Hi Tod--An interesting question. Let me first state that I had actually not meant to imply that iambic pentameter was necessarily the one great meter that was universally pleasing to all ears. That would be a silly argument indeed, and I have also experienced great pleasure in hearing tetrameter, hexameter, and any number of other poetic lines both measured and free. I was trying to explain to someone who has little knowledge of any of these why English meter is of any interest at all, and what I should have said was that iambic pentameter is among those meters which are pleasing to the ear, or better yet that it is an example of one kind of meter and that meter in general is employed as a tool with which the poet controls the sound of his poetry and, through sound, the effect it will have on the reader/listener.
That said, let me try to address your question--I think an incredibly good one-- as to why this meter has been so hugely influential in English. This is something I've pondered a fair amount without any claim to having a definitive answer, since I'm not sure there's ever an absolute single right answer for explaining cultural tastes. Here, however are a few takes on the issue, all of which I think are contributing factors:
1.Obviously one could similarly ask why so many song lyrics employ tetrameter. On a certain level pentameter became popular, just as I stated above, because the sound of it was appealing to enough people that it caught on.
2.Most art forms, poetry being no exception, seem to develop some sort of forms and guidelines somewhere in their evolution, which artists either employ in an attempt to make their work more effective, or (after such forms have become too standard) rebel against in order to make their work stand out. For English poetry one of the major formal features that poets have followed/rebelled against is the iambic pentameter line.
3. But of course you are asking why this particular meter was chosen to function in this way. As a scholar of the late Medieval and Renaissance periods—the era when iambic pentameter was really established as the meter of choice for English poetry—I can try to give an answer from the historical perspective. There was in fact a fair amount of debate about how poets should go about writing during this time period. In England this occurred especially in the sixteenth century (just before and during the age of Shakespeare). The poets of this period went about trying to define what would make their poetry work best and experimented with different approaches to using meter, rhyme, etc. One idea was to try to apply the classical method of scansion (the method of the Greek and Roman poets) which depends not on stressed and unstressed syllables but long and short length syllables. This works pretty well with Latin, but (I can tell you from attempts I’ve seen) did not work well at all with English. What emerged was an adaptation of the classical system reliant on stresses to suit the modern languages. Anyway, having read a fair number of early experiments in English verse, I can tell you that iambic pentameter did really stand out as one of the better options, and the best adapted to the English language (much better than the often rather clumsy “fourteener” that was popular for some time—though it has its defenders). Iambic pentameter was elected the meter of choice for some of the best poets of this period, who in turn had a profound influence on the works of subsequent generations of poets.

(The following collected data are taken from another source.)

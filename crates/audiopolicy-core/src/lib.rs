//! Audio policy core
//!
//! Process-wide audio policy: per-stream volume and mute, output device
//! routing, ringer mode, opaque audio parameters, microphone mute, audio
//! scene and audio focus. All state lives in one shared store; every
//! [`AudioManager`] handle observes it, and changes are announced to
//! subscribed listeners before the triggering call returns.
//!
//! # Example
//!
//! ```no_run
//! use audiopolicy_config::PolicyConfig;
//! use audiopolicy_core::{AsyncAudioManager, AudioManager, StreamCategory};
//!
//! async fn run() -> audiopolicy_core::Result<()> {
//!     let manager = AudioManager::from_config(&PolicyConfig::load_default()?)?;
//!     manager.on_volume_change(|event| {
//!         println!("{} -> {}", event.volume_type, event.volume);
//!     })?;
//!
//!     let api = AsyncAudioManager::new(manager);
//!     api.set_volume(StreamCategory::Media, 10).await?;
//!     assert_eq!(api.get_volume(StreamCategory::Media).await?, 10);
//!     Ok(())
//! }
//! ```

pub mod api;
pub mod error;
pub mod interrupt;
pub mod manager;
pub mod mock;
pub mod notifier;
pub mod routing;
pub mod settings;
pub mod store;
pub mod types;
pub mod volume;

pub use api::{AsyncAudioManager, CallbackAudioManager};
pub use error::{PolicyError, VOLUME_ERROR_MESSAGE};
pub use interrupt::{FocusState, InterruptManager};
pub use manager::AudioManager;
pub use notifier::{EventKind, EventNotifier, ListenerId, PolicyEvent};
pub use routing::DeviceRouter;
pub use settings::SettingsController;
pub use store::{PolicyState, PolicyStore};
pub use types::{
    ActiveDeviceType, AudioInterrupt, AudioScene, ContentType, DeviceChangeAction,
    DeviceChangeType, DeviceDescriptor, DeviceFlag, DeviceRole, DeviceType, InterruptAction,
    InterruptActionType, InterruptForceType, InterruptHint, InterruptType, RingerMode,
    StreamCategory, StreamUsage, VolumeEvent, VolumeRange,
};
pub use volume::VolumeController;

/// Policy Result type
pub type Result<T> = std::result::Result<T, PolicyError>;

4.There have actually been some studies done that iambic pentameter is the poetic meter which occurs most often naturally in day to day speech in English. I think Shakespeare demonstrated the potential of this meter to sound “natural” beautifully in his plays. His use of blank verse flows so easily, that most students first coming to Shakespeare don’t even realize to what extent he is sticking to the meter.
5. One final note on Tetra vs. Penta : I agree with you that tetrameter is very well suited to songs (and pentameter not so much), but I'm with Blue that it doesn't flow as easily as pentameter in poetry. Tetrameter tends to really make the rhythm of the poem stand out. This can be a good thing in providing a poem with a real driving rhythm, but it can also come across as a bit “sing song” if not handled right. I don’t claim one is better than the other, just that they suit different types of poetry.
Well, you can tell I could discuss prosody all day, so I’d better stop before I bore you to death (though I may already have acheived this)! There’s still lots to think on in your question. It's intriguing to contemplate what draws certain cultures to certain forms. The above discussion makes me wish I knew more about Chinese poetry (not to mention Chinese language) so I could compare a very different system to the European forms I'm familiar with.